▶ _WHAT TO DO_
Check every line of the entries for "TaskState", and copy the lines that hold it.

▶ _THE INPUT_
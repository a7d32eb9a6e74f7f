//! The handle script procedures drive the engine through.

use std::cell::RefCell;
use std::future::Future;
use std::ops::Add;
use std::pin::Pin;
use std::rc::Rc;
use std::task::{Context, Poll};

use tracing::debug;

use super::executor::Executor;
use super::task::{TaskId, TaskState};
use super::time::Sleep;
use crate::engine::World;
use crate::error::Result;
use crate::interp::{Easing, Interpolator};
use crate::reactive::{Input, Memo, Readable, Recompute, Signal, SignalId, SignalValue};
use crate::scene::{NodeBuilder, NodeId, NodeKind, NodeProps};

/// Access to signals, the scene and virtual time from inside a procedure.
///
/// Cloning is cheap; every clone talks to the same engine. The world is only
/// borrowed for the duration of a single call, never across an `.await`.
///
/// # Example
///
/// ```rust
/// use luanim_core::{Engine, EngineConfig, NodeBuilder};
/// use glam::Vec2;
///
/// let mut engine = Engine::new(EngineConfig::default()).unwrap();
/// engine.start(|script| async move {
///     let x = script.signal(0.0f32);
///     script.add(NodeBuilder::circle(10.0).position(Vec2::ZERO).rotation(x))?;
///     script.advance(x, 1.0, 0.5).await?;
///     Ok(())
/// });
/// engine.step().unwrap();
/// ```
#[derive(Clone)]
pub struct Script {
    world: Rc<RefCell<World>>,
    exec: Rc<Executor>,
}

impl Script {
    pub(crate) fn new(world: Rc<RefCell<World>>, exec: Rc<Executor>) -> Self {
        Self { world, exec }
    }

    /// Current virtual time in seconds.
    pub fn now(&self) -> f64 {
        self.exec.now()
    }

    /// The scene root every visible node hangs from.
    pub fn root(&self) -> NodeId {
        self.world.borrow().root
    }

    /// The task currently running, if called from inside one.
    pub fn task(&self) -> Option<TaskId> {
        self.exec.current()
    }

    // ------------------------------------------------------------------
    // Signals
    // ------------------------------------------------------------------

    pub fn signal<T: SignalValue>(&self, initial: T) -> Signal<T> {
        self.world.borrow_mut().signals.create(initial)
    }

    /// Create a signal with an explicit interpolation function.
    pub fn signal_with<T: SignalValue>(
        &self,
        initial: T,
        interpolate: Option<Interpolator>,
    ) -> Signal<T> {
        self.world
            .borrow_mut()
            .signals
            .create_with(initial, interpolate)
    }

    pub fn derive<T, F>(&self, compute: F) -> Result<Memo<T>>
    where
        T: SignalValue,
        F: Fn(&mut Recompute<'_>) -> Result<T> + 'static,
    {
        self.world.borrow_mut().signals.derive(compute)
    }

    pub fn derive_named<T, F>(&self, name: &str, compute: F) -> Result<Memo<T>>
    where
        T: SignalValue,
        F: Fn(&mut Recompute<'_>) -> Result<T> + 'static,
    {
        self.world.borrow_mut().signals.derive_named(name, compute)
    }

    pub fn read<T: SignalValue>(&self, signal: impl Readable<T>) -> Result<T> {
        self.world.borrow_mut().signals.get(signal)
    }

    pub fn set<T: SignalValue>(&self, signal: Signal<T>, value: T) -> Result<()> {
        self.world.borrow_mut().signals.set(signal, value)
    }

    /// Start a tween without waiting for it.
    pub fn tween<T: SignalValue>(
        &self,
        signal: Signal<T>,
        value: T,
        duration: f64,
        easing: Easing,
    ) -> Result<()> {
        self.world
            .borrow_mut()
            .signals
            .tween(signal, value, duration, easing)
    }

    /// Read-only handle to a value published by the host.
    pub fn input<T: SignalValue>(&self, name: &str) -> Result<Input<T>> {
        self.world.borrow().signals.input(name)
    }

    pub fn dispose(&self, signal: SignalId) {
        self.world.borrow_mut().signals.dispose(signal);
    }

    // ------------------------------------------------------------------
    // Scene
    // ------------------------------------------------------------------

    /// Create an orphan node. It is not drawn until attached.
    pub fn create(&self, builder: NodeBuilder) -> Result<NodeId> {
        let world = &mut *self.world.borrow_mut();
        world.scene.create(&mut world.signals, builder)
    }

    /// Create a node and attach it to the root.
    pub fn add(&self, builder: NodeBuilder) -> Result<NodeId> {
        let world = &mut *self.world.borrow_mut();
        let node = world.scene.create(&mut world.signals, builder)?;
        world.scene.attach(world.root, node)?;
        Ok(node)
    }

    pub fn attach(&self, parent: NodeId, child: NodeId) -> Result<()> {
        self.world.borrow_mut().scene.attach(parent, child)
    }

    pub fn detach(&self, parent: NodeId, child: NodeId) -> Result<()> {
        self.world.borrow_mut().scene.detach(parent, child)
    }

    /// Free `node` and its subtree, disposing the signals they own.
    pub fn destroy(&self, node: NodeId) -> Result<()> {
        let world = &mut *self.world.borrow_mut();
        world.scene.destroy(&mut world.signals, node)
    }

    /// Property handles of a node, for reading or animating.
    pub fn props(&self, node: NodeId) -> Result<NodeProps> {
        Ok(*self.world.borrow().scene.node(node)?.props())
    }

    pub fn kind(&self, node: NodeId) -> Result<NodeKind> {
        Ok(self.world.borrow().scene.node(node)?.kind().clone())
    }

    pub fn children(&self, node: NodeId) -> Result<Vec<NodeId>> {
        Ok(self.world.borrow().scene.children(node)?.to_vec())
    }

    /// Tie `signal`'s lifetime to `node`.
    pub fn adopt(&self, node: NodeId, signal: SignalId) -> Result<()> {
        self.world.borrow_mut().scene.adopt(node, signal)
    }

    /// Width of `text` at `size`, as measured by the host.
    pub fn measure_text(&self, text: &str, size: f32) -> f32 {
        let world = self.world.borrow();
        (world.measure)(text, size)
    }

    // ------------------------------------------------------------------
    // Time
    // ------------------------------------------------------------------

    /// Suspend for `seconds` of virtual time.
    ///
    /// Always yields at least once: `wait(0.0)` resumes on the next tick.
    /// Negative or non-finite delays count as zero.
    pub fn wait(&self, seconds: f64) -> Sleep {
        let seconds = if seconds.is_finite() { seconds.max(0.0) } else { 0.0 };
        Sleep::new(self.exec.clock().clone(), seconds)
    }

    /// Tween `signal` by `delta` over `duration` seconds, then wait for it.
    pub async fn advance<T>(&self, signal: Signal<T>, delta: T, duration: f64) -> Result<()>
    where
        T: SignalValue + Add<Output = T>,
    {
        {
            let mut world = self.world.borrow_mut();
            let current = world.signals.get(signal)?;
            world
                .signals
                .tween(signal, current + delta, duration, Easing::Linear)?;
        }
        self.wait(duration).await;
        Ok(())
    }

    /// Tween `signal` to `target` with `easing`, then wait for it.
    pub async fn animate<T: SignalValue>(
        &self,
        signal: Signal<T>,
        target: T,
        duration: f64,
        easing: Easing,
    ) -> Result<()> {
        self.tween(signal, target, duration, easing)?;
        self.wait(duration).await;
        Ok(())
    }

    /// Run `procedure` as a child of the current task without suspending.
    ///
    /// The caller's task does not complete until the child has, unless the
    /// returned handle is detached.
    pub fn parallel<F, Fut>(&self, procedure: F) -> TaskHandle
    where
        F: FnOnce(Script) -> Fut,
        Fut: Future<Output = Result<()>> + 'static,
    {
        let future = procedure(self.clone());
        let id = self.exec.spawn(self.exec.current(), Box::pin(future));
        TaskHandle::new(id, self.exec.clone())
    }

    /// Cancel a task and everything it spawned.
    pub fn cancel(&self, task: TaskId) {
        self.exec.cancel(task);
    }
}

/// A spawned task. Awaiting it yields the task's outcome.
///
/// The task's state and outcome stay available while any handle to it is
/// alive; after the last one is dropped a finished task is forgotten.
#[must_use = "dropping a handle does not detach the task; await, detach or cancel it"]
pub struct TaskHandle {
    id: TaskId,
    exec: Rc<Executor>,
}

impl TaskHandle {
    pub(crate) fn new(id: TaskId, exec: Rc<Executor>) -> Self {
        exec.retain(id);
        Self { id, exec }
    }

    pub fn id(&self) -> TaskId {
        self.id
    }

    pub fn state(&self) -> Option<TaskState> {
        self.exec.state(self.id)
    }

    pub fn is_finished(&self) -> bool {
        self.state().map(TaskState::is_terminal).unwrap_or(true)
    }

    /// Let the parent complete without waiting for this task.
    pub fn detach(self) {
        debug!(task = %self.id, "task detached");
        self.exec.detach(self.id);
    }

    pub fn cancel(&self) {
        self.exec.cancel(self.id);
    }
}

impl Clone for TaskHandle {
    fn clone(&self) -> Self {
        Self::new(self.id, self.exec.clone())
    }
}

impl Drop for TaskHandle {
    fn drop(&mut self) {
        self.exec.release(self.id);
    }
}

impl Future for TaskHandle {
    type Output = Result<()>;

    fn poll(self: Pin<&mut Self>, cx: &mut Context<'_>) -> Poll<Result<()>> {
        match self.exec.join(self.id, cx.waker()) {
            Some(outcome) => Poll::Ready(outcome),
            None => Poll::Pending,
        }
    }
}

impl std::fmt::Debug for TaskHandle {
    fn fmt(&self, f: &mut std::fmt::Formatter<'_>) -> std::fmt::Result {
        f.debug_struct("TaskHandle")
            .field("id", &self.id)
            .field("state", &self.state())
            .finish()
    }
}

▶ _EXPECTED ANSWER_
use super::task::{TaskId, TaskState};
    pub fn state(&self) -> Option<TaskState> {
        self.state().map(TaskState::is_terminal).unwrap_or(true)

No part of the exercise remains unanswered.